Let’s use Pandadoc to showcase examples of good behavioral scoring:

  • Free trial sign up
  • Created document
  • Signed received document
  • Login

Examples of bad behavioral scoring:

  • Keywords,
  • Email clicks,
  • Website visits.

ASIDE: I strongly believe that email engagements should not add to the score but drive to product where score can be improved with increased engagement.

How to select what score to assign for each engagement action:

  1. Conduct simple correlation analysis
    Put together a list of actions that you record in your product and website along with profile data. Conduct simple correlation analysis to identify what factors impact deal-closing the most.
  2. Prioritize engagement actions based on probability to close
    After correlation analysis, you should have a list of actions with corresponding probability.
  3. Assign score to engagement actions
    This is the easiest way is to turn probability percentages to numerical scores. For example, when your prospect creates a doc in your app, it increases probability to close by 25%. So, just assign 25 lead scoring points to every prospect who completed this action.
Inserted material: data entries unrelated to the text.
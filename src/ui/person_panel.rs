//! 人员管理面板
//!
//! 搜索表格 + 添加/编辑/删除表单。

use crate::core::error::Result;
use crate::core::filter::{filter_persons, SearchQuery};
use crate::core::models::{Person, Score};
use crate::core::validation::{validate_person, PersonForm};
use crate::storage::database::Database;
use crate::ui::styles::Theme;
use eframe::egui::{self, RichText, Ui};
use egui_extras::{Column, TableBuilder};

/// 人员面板
#[derive(Default)]
pub struct PersonPanel {
    theme: Theme,
    /// 当前人员列表（数据库快照）
    persons: Vec<Person>,
    /// 搜索文本
    search: String,
    /// 表单
    form: PersonForm,
    /// 正在编辑的人员ID
    editing: Option<i64>,
    /// 表格中选中的人员ID
    selected: Option<i64>,
}

/// 人员面板操作
#[derive(Debug, PartialEq)]
pub enum PersonPanelAction {
    None,
    Add,
    SaveEdit(i64),
    Delete(i64),
}

impl PersonPanel {
    /// 创建新的人员面板
    pub fn new() -> Self {
        Self::default()
    }

    /// 重新加载人员列表
    pub fn refresh(&mut self, db: &Database) -> Result<()> {
        self.persons = db.list_persons()?;
        if let Some(id) = self.selected {
            if !self.persons.iter().any(|p| p.id == id) {
                self.reset_selection();
            }
        }
        tracing::debug!("已加载 {} 名人员", self.persons.len());
        Ok(())
    }

    /// 提交添加表单
    ///
    /// 成功后清空表单并刷新列表；失败时表单保持不变。
    pub fn add_person(&mut self, db: &Database) -> Result<i64> {
        let person = validate_person(&self.form)?;
        let id = db.add_person(&person)?;
        self.form.clear();
        self.refresh(db)?;
        Ok(id)
    }

    /// 保存编辑
    pub fn save_edit(&mut self, db: &Database, id: i64) -> Result<()> {
        let person = validate_person(&self.form)?;
        db.update_person(id, &person)?;
        self.editing = None;
        self.form.clear();
        self.refresh(db)
    }

    /// 删除人员
    pub fn delete_person(&mut self, db: &Database, id: i64) -> Result<()> {
        db.delete_person(id)?;
        if self.editing == Some(id) {
            self.editing = None;
            self.form.clear();
        }
        self.refresh(db)
    }

    /// 人员姓名（确认对话框用）
    pub fn name_of(&self, id: i64) -> Option<&str> {
        self.persons
            .iter()
            .find(|p| p.id == id)
            .map(|p| p.name.as_str())
    }

    /// 加载人员到表单
    fn load_for_edit(&mut self, id: i64) {
        if let Some(person) = self.persons.iter().find(|p| p.id == id) {
            let grade = Score::parse(&person.score);
            self.form = PersonForm {
                name: person.name.clone(),
                ssn: person.ssn.clone(),
                job: person.job.clone().unwrap_or_default(),
                score: grade.unwrap_or_default(),
                stored_score: grade.is_none().then(|| person.score.clone()),
            };
            self.editing = Some(id);
        }
    }

    /// 切换数据库时清空表单、搜索和选择
    pub fn reset(&mut self) {
        self.persons.clear();
        self.search.clear();
        self.form.clear();
        self.reset_selection();
    }

    /// 重置选择
    pub fn reset_selection(&mut self) {
        self.selected = None;
        self.editing = None;
    }

    /// 渲染人员面板
    pub fn render(&mut self, ui: &mut Ui) -> PersonPanelAction {
        let mut action = PersonPanelAction::None;

        ui.horizontal(|ui| {
            ui.heading("👥 人员");
            ui.separator();
            ui.label("🔍");
            ui.add(
                egui::TextEdit::singleline(&mut self.search)
                    .hint_text("搜索人员...")
                    .desired_width(220.0),
            );
            ui.label(
                RichText::new(format!("共 {} 人", self.persons.len()))
                    .small()
                    .color(egui::Color32::GRAY),
            );
        });

        ui.separator();

        // 表单
        ui.group(|ui| {
            let title = match self.editing {
                Some(id) => format!("✏️ 编辑人员 #{}", id),
                None => "➕ 新增人员".to_string(),
            };
            ui.label(RichText::new(title).strong());

            egui::Grid::new("person_form")
                .num_columns(2)
                .spacing([8.0, 6.0])
                .show(ui, |ui| {
                    ui.label("姓名 *");
                    ui.text_edit_singleline(&mut self.form.name);
                    ui.end_row();

                    ui.label("身份证号 *");
                    ui.text_edit_singleline(&mut self.form.ssn);
                    ui.end_row();

                    ui.label("职业");
                    ui.text_edit_singleline(&mut self.form.job);
                    ui.end_row();

                    ui.label("信用评级");
                    let selected_text = match &self.form.stored_score {
                        Some(text) => text.clone(),
                        None => self.form.score.label().to_string(),
                    };
                    egui::ComboBox::from_id_salt("person_score")
                        .selected_text(selected_text)
                        .show_ui(ui, |ui| {
                            for score in Score::ALL {
                                if ui
                                    .selectable_value(&mut self.form.score, score, score.label())
                                    .clicked()
                                {
                                    self.form.stored_score = None;
                                }
                            }
                        });
                    ui.end_row();
                });

            ui.horizontal(|ui| match self.editing {
                Some(id) => {
                    if ui.button("💾 保存").clicked() {
                        action = PersonPanelAction::SaveEdit(id);
                    }
                    if ui.button("❌ 取消").clicked() {
                        self.editing = None;
                        self.form.clear();
                    }
                }
                None => {
                    if ui.button("➕ 添加").clicked() {
                        action = PersonPanelAction::Add;
                    }
                    if ui.button("🧹 清空").clicked() {
                        self.form.clear();
                    }
                }
            });
        });

        ui.separator();

        ui.horizontal(|ui| {
            let has_selection = self.selected.is_some();
            if ui.add_enabled(has_selection, egui::Button::new("✏️ 编辑所选")).clicked() {
                if let Some(id) = self.selected {
                    self.load_for_edit(id);
                }
            }
            if ui.add_enabled(has_selection, egui::Button::new("🗑️ 删除所选")).clicked() {
                if let Some(id) = self.selected {
                    action = PersonPanelAction::Delete(id);
                }
            }
        });

        // 人员表格
        let visible = filter_persons(&self.persons, &SearchQuery::new(&self.search));
        let mut clicked = None;
        let mut double_clicked = None;

        TableBuilder::new(ui)
            .striped(true)
            .resizable(true)
            .sense(egui::Sense::click())
            .cell_layout(egui::Layout::left_to_right(egui::Align::Center))
            .column(Column::initial(50.0).at_least(40.0))
            .column(Column::initial(180.0).at_least(80.0))
            .column(Column::initial(140.0).at_least(80.0))
            .column(Column::initial(160.0).at_least(60.0))
            .column(Column::remainder())
            .min_scrolled_height(0.0)
            .header(22.0, |mut header| {
                for title in ["ID", "姓名", "身份证号", "职业", "信用评级"] {
                    header.col(|ui| {
                        ui.strong(title);
                    });
                }
            })
            .body(|mut body| {
                for &index in &visible {
                    let person = &self.persons[index];
                    body.row(22.0, |mut row| {
                        row.set_selected(self.selected == Some(person.id));
                        row.col(|ui| {
                            ui.label(person.id.to_string());
                        });
                        row.col(|ui| {
                            ui.label(&person.name);
                        });
                        row.col(|ui| {
                            ui.label(&person.ssn);
                        });
                        row.col(|ui| {
                            ui.label(person.job.as_deref().unwrap_or(""));
                        });
                        row.col(|ui| {
                            ui.label(
                                RichText::new(&person.score)
                                    .color(self.theme.score_color(&person.score)),
                            );
                        });

                        let response = row.response();
                        if response.double_clicked() {
                            double_clicked = Some(person.id);
                        } else if response.clicked() {
                            clicked = Some(person.id);
                        }
                    });
                }
            });

        if let Some(id) = clicked {
            self.selected = Some(id);
        }
        if let Some(id) = double_clicked {
            self.selected = Some(id);
            self.load_for_edit(id);
        }

        action
    }
}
Why ‘Velocity’ and ‘Pattern Analysis’ are important factors in lead scoring

To help explain what we mean by velocity when it comes to lead scoring and nurturing let’s look at a couple of prospect examples:

Example 1: Prospect A

Prospect A has signed up for your product free trial. This prospect received a high profile lead score. But besides getting to the product dashboard, the prospect has not engaged with your product. The next time this prospect returned to your product was 2 weeks later, and while engaged with the product he/she reached an SDR-ready score.

Example 2: Prospect B

Prospect B on the other hand not only signed up to your free trial but also completed onboarding and became an ‘active user’ by completing actions that lead to delivery of the 1st unit of value (often described as the ‘Aha’ moment).

Both, Prospect A and Prospect B reached SDR-ready scores, but with one significant difference. Prospect B has completed the path from 0 to SDR-ready in one day and for Prospect A this took 2 weeks. Prospect B had a higher velocity and this usually indicates that this type of lead is experiencing higher pain and more interest in a product. This lead therefore requires, and justifies a more immediate response from your SDR team.

LEARN MORE: please do not confuse lead scoring velocity with what Jason Lemkin calls Lead Velocity rates: Why Lead Velocity Rate (LVR) Is The Most Important Metric in SaaS.

Velocity = (Profile + Behavior)/Time
Higher velocity leads to a higher score.

Attribution vs. Pattern Analysis (first-touch vs. last touch)

There is tons of information written on the first touch vs last touch attribution. But let’s take a minute to share a quick reminder about what attribution is. Attribution is the process of identifying a set of actions by a user/prospect that impacts desired outcome. In our particular example of lead nurturing, we can use the desired outcome of becoming SDR-ready or converting to a paid customer.

While we as marketers worry about how to attribute first and last touch, we forget that pattern is the most important aspect that needs to be analyzed when it comes to uncovering conclusions about how customers buy.

As an ex-athlete, I will give you a track and field analogy to illustrate my point. What has more impact on an athlete becoming an Olympic champion? Is it his or her first practice or the last? You could argue that people get into sports through inspiration, ie. the first race argument, or you may say that you can’t win the Olympics by skipping the last warm up before the race. While both these arguments have truths, it is the practice patterns over a long period of time that correlate most with successful performance. The same is true for Joe Girard’s greeting card campaign I highlighted earlier. It is a regular pattern that leads to success, rather than the first or last card received by his customers and prospects.